- O Globo
A decisão do Facebook confirmou que ações ilegais são cometidas dentro do Palácio do Planalto
O “gabinete do ódio”, que durante anos foi dado por bolsonaristas como uma fake news, materializou-se ontem, como nomes e datas, na ação internacional do Facebook que tirou do ar uma rede composta por 88 contas, páginas e grupos que atuavam em conjunto no Facebook e também no Instagram, empresas do mesmo grupo, todos com ligações com o presidente Bolsonaro, seus filhos, e políticos aliados.
A decisão do Facebook confirmou que ações ilegais são cometidas dentro do Palácio do Planalto, com um grupo de assessores pagos para disseminar notícias falsas. Um dos objetivos do Facebook é tentar mudar a imagem da companhia, percebida por parte de anunciantes importantes e da sociedade internacional como veículo conivente com a difusão de mentiras e campanhas de ódio.

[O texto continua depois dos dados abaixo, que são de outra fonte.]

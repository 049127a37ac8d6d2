//! # UI Module
//!
//! Terminal front end for a [`SelectableList`](crate::list::SelectableList).
//!
//! ## Components
//!
//! - [`App`] - list plus TUI state (theme, quit/confirm flags, status line)
//! - [`mod@render`] - draws the list view with ratatui
//! - [`input`] - maps key and mouse events to list operations
//! - [`config`] / [`theme`] - persisted preferences and color themes
//!
//! ## Layout
//!
//! ```text
//! ┌─────────────────────────────────────────┐
//! │ Heading (only when one was given)       │
//! └─────────────────────────────────────────┘
//! ┌ Items (1/3) ────────────────────────────┐
//! │ > Apple                                 │
//! │   Banana                                │
//! │   Cherry                                │
//! └─────────────────────────────────────────┘
//! You have selected item 1: Apple
//! Click on an item to select it.
//! [↑↓/jk] Move  [1-9] Jump  [Enter] Confirm ...
//! ```

pub mod app;
pub mod config;
pub mod input;
pub mod render;
pub mod theme;

pub use app::App;
pub use render::render;
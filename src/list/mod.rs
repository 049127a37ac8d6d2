//! # List Module
//!
//! The selectable list component and its rendered view.
//!
//! ## Components
//!
//! - [`SelectableList`] - ordered labels, the active position, and an
//!   optional selection observer
//! - [`ListView`] - read-only snapshot returned by [`SelectableList::render`]
//! - [`SelectError`] - returned when `select` is given a position outside the list
//!
//! ## States
//!
//! A list built from no items stays empty for its whole lifetime and never
//! has an active entry. A list built from one or more items always has
//! exactly one active entry, starting at the first.
//!
//! ```
//! use listgroup::list::SelectableList;
//!
//! let items = vec!["Apple".to_string(), "Banana".to_string()];
//! let mut list = SelectableList::new(items, Some("Fruits".to_string()), None);
//! list.select(1).unwrap();
//!
//! let view = list.render();
//! assert_eq!(view.summary(), Some("You have selected item 2: Banana"));
//! ```

mod error;
mod selectable;
pub mod view;

pub use error::SelectError;
pub use selectable::{Observer, SelectableList};
pub use view::{ListBody, ListEntry, ListView, INSTRUCTIONS_TEXT, NO_ITEMS_TEXT};
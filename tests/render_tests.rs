//! Terminal rendering tests
//!
//! Draws the app into ratatui's `TestBackend` and checks the visible text.

use listgroup::list::SelectableList;
use listgroup::ui::render::{item_at, screen_layout};
use listgroup::ui::theme::Theme;
use listgroup::ui::{render, App};
use ratatui::backend::TestBackend;
use ratatui::buffer::Buffer;
use ratatui::layout::Rect;
use ratatui::Terminal;

const WIDTH: u16 = 60;
const HEIGHT: u16 = 12;

fn create_app(items: &[&str], heading: Option<&str>) -> App {
    let items = items.iter().map(|s| (*s).to_string()).collect();
    App::new(
        SelectableList::new(items, heading.map(str::to_string), None),
        Theme::default_theme(),
        true,
    )
}

/// Draw `app` and return the buffer as one string per row
fn draw(app: &App, width: u16, height: u16) -> Vec<String> {
    let mut terminal = Terminal::new(TestBackend::new(width, height)).expect("terminal");
    terminal.draw(|f| render(f, app)).expect("draw");
    buffer_lines(terminal.backend().buffer())
}

fn buffer_lines(buffer: &Buffer) -> Vec<String> {
    let width = buffer.area.width as usize;
    buffer
        .content()
        .chunks(width)
        .map(|row| row.iter().map(|cell| cell.symbol()).collect::<String>())
        .collect()
}

fn screen_contains(lines: &[String], needle: &str) -> bool {
    lines.iter().any(|line| line.contains(needle))
}

#[test]
fn test_renders_heading_items_and_summary() {
    let app = create_app(&["Apple", "Banana", "Cherry"], Some("Fruits"));
    let lines = draw(&app, WIDTH, HEIGHT);

    assert!(screen_contains(&lines, "Fruits"));
    assert!(screen_contains(&lines, "> Apple"));
    assert!(screen_contains(&lines, "  Banana"));
    assert!(screen_contains(&lines, "  Cherry"));
    assert!(screen_contains(&lines, "You have selected item 1: Apple"));
    assert!(screen_contains(&lines, "Click on an item to select it."));
}

#[test]
fn test_renders_selection_change() {
    let mut app = create_app(&["X", "Y"], None);
    app.select_index(1);
    let lines = draw(&app, WIDTH, HEIGHT);

    assert!(screen_contains(&lines, "> Y"));
    assert!(screen_contains(&lines, "  X"));
    assert!(screen_contains(&lines, "You have selected item 2: Y"));
}

#[test]
fn test_renders_empty_list() {
    let app = create_app(&[], Some("Fruits"));
    let lines = draw(&app, WIDTH, HEIGHT);

    assert!(screen_contains(&lines, "Fruits"));
    assert!(screen_contains(&lines, "No items found."));
    assert!(!screen_contains(&lines, "You have selected"));
    assert!(!screen_contains(&lines, "Click on an item"));
}

#[test]
fn test_render_is_stable_between_frames() {
    let app = create_app(&["a", "b", "c"], Some("Letters"));
    assert_eq!(draw(&app, WIDTH, HEIGHT), draw(&app, WIDTH, HEIGHT));
}

#[test]
fn test_active_row_stays_visible_when_scrolled() {
    let labels: Vec<String> = (1..=20).map(|i| format!("item-{:02}", i)).collect();
    let refs: Vec<&str> = labels.iter().map(String::as_str).collect();
    let mut app = create_app(&refs, None);
    app.last();

    let lines = draw(&app, WIDTH, HEIGHT);

    assert!(screen_contains(&lines, "> item-20"));
    assert!(!screen_contains(&lines, "item-01"));
    assert!(screen_contains(&lines, "You have selected item 20: item-20"));
}

#[test]
fn test_status_replaces_footer_help() {
    let mut app = create_app(&["a"], None);
    app.select_position(4);
    let lines = draw(&app, WIDTH, HEIGHT);

    assert!(screen_contains(&lines, "No item at position 4"));
    assert!(!screen_contains(&lines, "[Enter] Confirm"));
}

#[test]
fn test_item_at_maps_rows_to_indices() {
    let app = create_app(&["Apple", "Banana", "Cherry"], Some("Fruits"));
    let area = Rect::new(0, 0, WIDTH, HEIGHT);
    let list = screen_layout(area, true).list;

    // First row inside the border is item 0.
    assert_eq!(item_at(&app, area, list.x + 2, list.y + 1), Some(0));
    assert_eq!(item_at(&app, area, list.x + 2, list.y + 3), Some(2));
    // Border rows and rows past the last item map to nothing.
    assert_eq!(item_at(&app, area, list.x + 2, list.y), None);
    assert_eq!(item_at(&app, area, list.x + 2, list.y + 4), None);
    // The heading panel is not part of the list.
    assert_eq!(item_at(&app, area, 2, 1), None);
}

#[test]
fn test_item_at_on_empty_list() {
    let app = create_app(&[], None);
    let area = Rect::new(0, 0, WIDTH, HEIGHT);
    assert_eq!(item_at(&app, area, 2, 1), None);
}

#[test]
fn test_empty_heading_draws_no_heading_panel() {
    let app = create_app(&["Apple"], Some(""));
    let lines = draw(&app, WIDTH, HEIGHT);

    // The item list's border is the first row on screen.
    assert!(lines[0].contains("Items (1/1)"));
    assert!(screen_contains(&lines, "> Apple"));
}
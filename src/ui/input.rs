//! Translate crossterm events into [`App`] updates.

use crate::ui::app::App;
use crate::ui::render;
use crossterm::event::{Event, KeyCode, KeyEvent, KeyEventKind, MouseButton, MouseEventKind};
use ratatui::layout::Rect;

/// Side effects the event loop must carry out after an event is applied.
#[derive(Debug, Clone, Copy, PartialEq, Eq)]
pub enum Action {
    None,
    /// The theme changed and should be persisted.
    ThemeChanged,
    Quit,
}

/// Apply `event` to `app`. `area` is the full terminal area, used to
/// hit-test mouse clicks against the drawn list.
pub fn handle_event(app: &mut App, event: &Event, area: Rect) -> Action {
    let action = match event {
        Event::Key(key) => handle_key(app, key),
        Event::Mouse(mouse) => {
            if mouse.kind == MouseEventKind::Down(MouseButton::Left) {
                if let Some(index) = render::item_at(app, area, mouse.column, mouse.row) {
                    app.select_index(index);
                }
            }
            Action::None
        }
        _ => Action::None,
    };

    if app.should_quit {
        Action::Quit
    } else {
        action
    }
}

fn handle_key(app: &mut App, key: &KeyEvent) -> Action {
    if key.kind != KeyEventKind::Press {
        return Action::None;
    }

    match key.code {
        KeyCode::Char('q') | KeyCode::Char('Q') | KeyCode::Esc => app.quit(),
        KeyCode::Char('j') | KeyCode::Down => app.next(),
        KeyCode::Char('k') | KeyCode::Up => app.previous(),
        KeyCode::Char('g') | KeyCode::Home => app.first(),
        KeyCode::Char('G') | KeyCode::End => app.last(),
        KeyCode::Enter => app.confirm(),
        KeyCode::Char('t') => {
            app.cycle_theme();
            return Action::ThemeChanged;
        }
        KeyCode::Char(c @ '1'..='9') => {
            if let Some(position) = c.to_digit(10) {
                app.select_position(position as usize);
            }
        }
        _ => {}
    }

    Action::None
}
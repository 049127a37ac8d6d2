//! # Configuration Persistence
//!
//! User configuration stored in `~/.config/listgroup/config.json`.
//!
//! Only presentation preferences live here: the theme name and whether
//! keyboard navigation wraps around. List contents and the active item are
//! never persisted.
//!
//! The `directories` crate resolves the platform-appropriate config
//! directory.

use anyhow::{Context, Result};
use serde::{Deserialize, Serialize};
use std::fs;
use std::path::{Path, PathBuf};

/// Persisted user configuration.
#[derive(Debug, Clone, PartialEq, Serialize, Deserialize)]
#[serde(deny_unknown_fields)]
pub struct Config {
    /// Name of the selected theme (must match a built-in theme name).
    #[serde(default = "default_theme_name")]
    pub theme: String,

    /// Whether `j`/`k` wrap from the last item to the first and back.
    #[serde(default = "default_wrap_around")]
    pub wrap_around: bool,
}

fn default_theme_name() -> String {
    "Catppuccin Mocha".to_string()
}

fn default_wrap_around() -> bool {
    true
}

impl Default for Config {
    fn default() -> Self {
        Self {
            theme: default_theme_name(),
            wrap_around: default_wrap_around(),
        }
    }
}

impl Config {
    /// Load configuration from disk. Falls back to `Config::default()` if the
    /// file is missing or unreadable.
    pub fn load() -> Self {
        match Self::config_path().and_then(|path| Self::load_from(&path)) {
            Ok(config) => config,
            Err(e) => {
                tracing::warn!(error = %e, "using default config");
                Self::default()
            }
        }
    }

    /// Load configuration from a specific path. Returns `Config::default()` if
    /// the file does not exist.
    pub fn load_from(path: &Path) -> Result<Self> {
        if !path.exists() {
            return Ok(Self::default());
        }
        let contents = fs::read_to_string(path)
            .with_context(|| format!("Failed to read config file: {}", path.display()))?;
        let config: Self = serde_json::from_str(&contents)
            .with_context(|| format!("Failed to parse config file: {}", path.display()))?;
        Ok(config)
    }

    pub fn save(&self) -> Result<()> {
        let path = Self::config_path()?;
        self.save_to(&path)
    }

    /// Save the configuration to a specific path, creating parent directories.
    pub fn save_to(&self, path: &Path) -> Result<()> {
        if let Some(parent) = path.parent() {
            fs::create_dir_all(parent).with_context(|| {
                format!("Failed to create config directory: {}", parent.display())
            })?;
        }

        let contents = serde_json::to_string_pretty(self).context("Failed to serialize config")?;
        fs::write(path, contents)
            .with_context(|| format!("Failed to write config file: {}", path.display()))?;

        Ok(())
    }

    fn config_path() -> Result<PathBuf> {
        let dirs = directories::ProjectDirs::from("", "", "listgroup")
            .context("Could not determine config directory")?;
        Ok(dirs.config_dir().join("config.json"))
    }
}

#[cfg(test)]
mod tests {
    use super::*;
    use tempfile::TempDir;

    #[test]
    fn test_default_config() {
        let config = Config::default();
        assert_eq!(config.theme, "Catppuccin Mocha");
        assert!(config.wrap_around);
    }

    #[test]
    fn test_deserialize_missing_fields_uses_defaults() {
        let config: Config = serde_json::from_str("{}").expect("deserialize");
        assert_eq!(config, Config::default());
    }

    #[test]
    fn test_deserialize_partial() {
        let config: Config =
            serde_json::from_str(r#"{"wrap_around": false}"#).expect("deserialize");
        assert_eq!(config.theme, "Catppuccin Mocha");
        assert!(!config.wrap_around);
    }

    #[test]
    fn test_save_to_load_from_roundtrip() {
        let temp_dir = TempDir::new().expect("create temp dir");
        let config_path = temp_dir.path().join("subdir").join("config.json");

        let config = Config {
            theme: "Nord".to_string(),
            wrap_around: false,
        };

        config.save_to(&config_path).expect("save_to");
        let loaded = Config::load_from(&config_path).expect("load_from");
        assert_eq!(loaded, config);
    }

    #[test]
    fn test_load_from_missing_file_returns_default() {
        let temp_dir = TempDir::new().expect("create temp dir");
        let config_path = temp_dir.path().join("does_not_exist.json");

        let loaded = Config::load_from(&config_path).expect("load_from");
        assert_eq!(loaded, Config::default());
    }

    #[test]
    fn test_load_from_invalid_json_is_error() {
        let temp_dir = TempDir::new().expect("create temp dir");
        let config_path = temp_dir.path().join("config.json");
        fs::write(&config_path, "not json").expect("write");

        let err = Config::load_from(&config_path).expect_err("should fail");
        assert!(err.to_string().contains("Failed to parse config file"));
    }

    #[test]
    fn test_deny_unknown_fields() {
        let json = r#"{"theme": "Nord", "unknown_field": true}"#;
        let result: Result<Config, _> = serde_json::from_str(json);
        assert!(result.is_err(), "should reject unknown fields");
    }
}
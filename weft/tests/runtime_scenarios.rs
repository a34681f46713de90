//! Runtime lifecycle, placement, deferred scheduling, and the blocking
//! syscall hand-off.

use std::ptr;
use std::sync::atomic::{AtomicUsize, Ordering};
use std::sync::{Arc, Mutex};
use std::time::Duration;

use weft::Aligned;

static SERIAL: Mutex<()> = Mutex::new(());

fn serial() -> std::sync::MutexGuard<'static, ()> {
    SERIAL.lock().unwrap_or_else(|e| e.into_inner())
}

#[test]
fn init_rejects_zero_and_double_initialization() {
    let _g = serial();
    assert_eq!(weft::init(0), Err(weft::WeftError::BadArgs));
    weft::init(1).unwrap();
    assert_eq!(weft::init(1), Err(weft::WeftError::BadArgs));
    weft::finalize();
    // after finalize a fresh init works again
    weft::init(1).unwrap();
    weft::finalize();
}

#[test]
fn spawn_and_yield_run_to_completion() {
    let _g = serial();
    weft::init(2).unwrap();

    let count = Arc::new(AtomicUsize::new(0));
    let mut done = [0 as Aligned; 20];
    for slot in done.iter_mut() {
        let count = Arc::clone(&count);
        // SAFETY: each slot outlives its task.
        unsafe {
            weft::fork(
                move || {
                    weft::yield_now();
                    count.fetch_add(1, Ordering::SeqCst);
                    1
                },
                slot,
            )
            .unwrap();
        }
    }
    for slot in &done {
        let mut out: Aligned = 0;
        // SAFETY: rendezvous with each task's result word.
        unsafe { weft::read_ff(&mut out, slot).unwrap() };
        assert_eq!(out, 1);
    }
    assert_eq!(count.load(Ordering::SeqCst), 20);
    weft::finalize();

    // fire-and-forget spawns complete before finalize returns when nothing
    // re-queues behind the sentinel
    weft::init(1).unwrap();
    let flag = Arc::new(AtomicUsize::new(0));
    let flag2 = Arc::clone(&flag);
    weft::spawn(move || {
        flag2.fetch_add(1, Ordering::SeqCst);
    })
    .unwrap();
    weft::finalize();
    assert_eq!(flag.load(Ordering::SeqCst), 1);
}

#[test]
fn fork_to_validates_shepherd_id() {
    let _g = serial();
    weft::init(2).unwrap();
    // SAFETY: null result slot.
    let err = unsafe { weft::fork_to(|| 0, ptr::null_mut(), 7) };
    assert_eq!(err, Err(weft::WeftError::BadArgs));
    weft::finalize();
}

#[test]
fn ops_on_uninitialized_runtime_report_bad_args() {
    let _g = serial();
    let mut word: Aligned = 0;
    // SAFETY: local word; the runtime is down, so nothing blocks.
    unsafe {
        assert_eq!(weft::empty(&word), Err(weft::WeftError::BadArgs));
        assert_eq!(weft::write_f(&mut word, &0), Err(weft::WeftError::BadArgs));
    }
    assert_eq!(weft::lock(0x10), Err(weft::WeftError::BadArgs));
    assert_eq!(weft::spawn(|| ()), Err(weft::WeftError::BadArgs));
}

#[test]
fn prepared_tasks_bind_late_to_a_shepherd() {
    let _g = serial();
    weft::init(2).unwrap();

    let mut out: Aligned = 0;
    // SAFETY: `out` outlives the scheduled task.
    unsafe {
        let p = weft::prepare_for(|| weft::shep().unwrap() as Aligned + 10, &mut out, 0).unwrap();
        // re-bind to shepherd 1 at schedule time
        weft::schedule_on(p, 1).unwrap();
        let mut got: Aligned = 0;
        weft::read_ff(&mut got, &out).unwrap();
        assert_eq!(got, 11);
    }

    // a prepared task that is dropped unscheduled leaks nothing
    // SAFETY: result slot is null.
    let abandoned = unsafe { weft::prepare(|| 0, ptr::null_mut()).unwrap() };
    drop(abandoned);

    weft::finalize();
}

#[test]
fn tasks_report_identity_and_stack_headroom() {
    let _g = serial();
    weft::init(1).unwrap();

    let mut out: Aligned = 0;
    // SAFETY: `out` outlives the task.
    unsafe {
        weft::fork(
            || {
                let me = weft::current().expect("running inside a task");
                // SAFETY: we are this task.
                let me = unsafe { me.as_ref() };
                assert!(me.id() > 0);
                assert_eq!(me.shepherd(), 0);
                me.stack_left() as Aligned
            },
            &mut out,
        )
        .unwrap();
        let mut left: Aligned = 0;
        weft::read_ff(&mut left, &out).unwrap();
        assert!(left > 0, "a running task has stack headroom");
    }

    // outside any task there is no current task and no shepherd
    assert!(weft::current().is_none());
    assert!(weft::shep().is_none());

    weft::finalize();
}

#[test]
fn future_exit_hook_fires_for_future_tasks() {
    let _g = serial();
    weft::init(1).unwrap();

    static FUTURES_RETIRED: AtomicUsize = AtomicUsize::new(0);
    fn on_future_exit(t: &weft::Task) {
        assert!(weft::is_future(t));
        FUTURES_RETIRED.fetch_add(1, Ordering::SeqCst);
    }
    FUTURES_RETIRED.store(0, Ordering::SeqCst);
    weft::set_future_exit_hook(Some(on_future_exit));

    let mut out: Aligned = 0;
    // SAFETY: `out` outlives the task.
    unsafe {
        weft::fork_future_to(|| 5, &mut out, 0).unwrap();
        let mut got: Aligned = 0;
        weft::read_ff(&mut got, &out).unwrap();
        assert_eq!(got, 5);
    }
    assert_eq!(FUTURES_RETIRED.load(Ordering::SeqCst), 1);
    weft::set_future_exit_hook(None);

    weft::finalize();
}

#[test]
fn blocking_syscall_jobs_roundtrip_through_workers() {
    let _g = serial();
    weft::init(2).unwrap();

    // a minimal external I/O worker: add the first two argument words
    let worker = std::thread::spawn(|| {
        for _ in 0..500 {
            if let Some(job) = weft::io::take_job() {
                // SAFETY: a dequeued job is the worker's until completed.
                let (a, b) = unsafe { ((*job.as_ptr()).args[0], (*job.as_ptr()).args[1]) };
                // SAFETY: as above.
                unsafe { weft::io::complete(job, (a + b) as isize).unwrap() };
                return true;
            }
            std::thread::sleep(Duration::from_millis(2));
        }
        false
    });

    let mut out: Aligned = 0;
    // SAFETY: `out` outlives the task.
    unsafe {
        weft::fork(
            || {
                let mut job = weft::io::IoJob::new(1, [20, 22, 0, 0, 0, 0]);
                // SAFETY: the job lives in this suspended frame until the
                // submit returns.
                let ret = unsafe { weft::io::submit(&mut job).unwrap() };
                ret as Aligned
            },
            &mut out,
        )
        .unwrap();
        let mut got: Aligned = 0;
        weft::read_ff(&mut got, &out).unwrap();
        assert_eq!(got, 42);
    }
    assert!(worker.join().unwrap(), "worker saw the job");

    // submitting from a plain thread is refused
    let mut job = weft::io::IoJob::new(1, [0; 6]);
    // SAFETY: refused before anything is linked.
    let err = unsafe { weft::io::submit(&mut job) };
    assert_eq!(err, Err(weft::WeftError::BadArgs));

    weft::finalize();
}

Vários dos implicados, nominados pela investigação do Digital Forensic Research Lab, são assessores especiais do presidente Jair Bolsonaro e têm gabinete perto do presidente. Outros são assessores, ou ligados a Carlos e Flavio Bolsonaro.
A confirmação da atuação do grupo, que já era reconhecida nos meios políticos e está sendo investigado pela CPI das Fake News na Câmara e por um inquérito no Supremo Tribunal Federal (STF) sobre mensagens antidemocráticas e ameaças a ministros da Corte, pode ter desdobramentos em outro inquérito, no Tribunal Superior Eleitoral (TSE).
As informações colhidas pela CPI e pelo Supremo podem ser compartilhadas no TSE num dos inquéritos contra a chapa Bolsonaro-Mourão, que apura o impulsionamento de mensagens falsas pelo WhattsApp durante a campanha eleitoral. Como o WhattsApp é também do grupo dirigido por Mark Zuckerberg, é provável que essa varredura também seja feita para banir do aplicativo de mensagens as contas falsas, os robôs e os impulsionamentos em massa, proibidos tanto pela legislação eleitoral brasileira quanto pelas normas do aplicativo.
Contas da presidente do PT, Gleisi Hoffman, no WhattsApp, usadas para distribuir mensagens políticas em massa, foram desativadas pelo WhatsApp justamente porque ela utilizava impulsionamentos ilegais para essa atividade política. Ela contratou com o dinheiro partidário uma empresa especializada em impulsionamentos em massa pelo WhattsApp, mas não foi acusada de disseminar fake news.
A investigação encomendada pelo Facebook revelou que esse grupo de bolsonaristas foi formado em 2018, o que leva a crer que atuaram durante a campanha presidencial. O inquérito das fake news do Supremo, cujo relator é o ministro Alexandre de Moraes, pediu a quebra de sigilo bancário e telefônico de diversos investigados a partir de 2018, justamente para abranger o período da campanha eleitoral.
O cruzamento dessas informações provavelmente dará indicações da atuação desse grupo que ficou conhecido como componentes do “gabinete do ódio”, e pode comprovar que a campanha bolsonarista utilizou os novos meios de comunicação para difundir notícias falsas contra seus adversários.
Além de ter utilizado impulsionamentos de mensagens através de artifícios como robôs ou contas-fantasmas para burlar a fiscalização. O avanço das investigações, tanto internamente quanto no exterior, levou a protestos de seguidores de Bolsonaro, e o deputado federal Otoni de Paula, a propósito da prisão do blogueiro Oswaldo Eustáquio, chamou o ministro do Supremo de “esgoto do STF” e “canalha”, entre outras ofensas.
Reações como essas, espalhadas pelas redes sociais, apenas confirmam a índole desses seguidores de Bolsonaro que estão sob investigação. O cerco está se fechando em diversas instâncias, e os grupos que espalham fake news pelos novos meios estão sob escrutínio dos órgãos de fiscalização.
O caráter odiento da política bolsonarista está sendo contido pelas instituições brasileiras e pela exigência internacional de uma democracia responsável e ética. Assim como os anunciantes do Facebook, os investidores internacionais também pressionam os países a seguirem uma política humanista em relação às minorias, como os indígenas, e ao meio-ambiente. No mundo pós-pandemia, talvez uma possível derrota de Donald Trump nos Estados Unidos reduza o espaço para os radicalismos.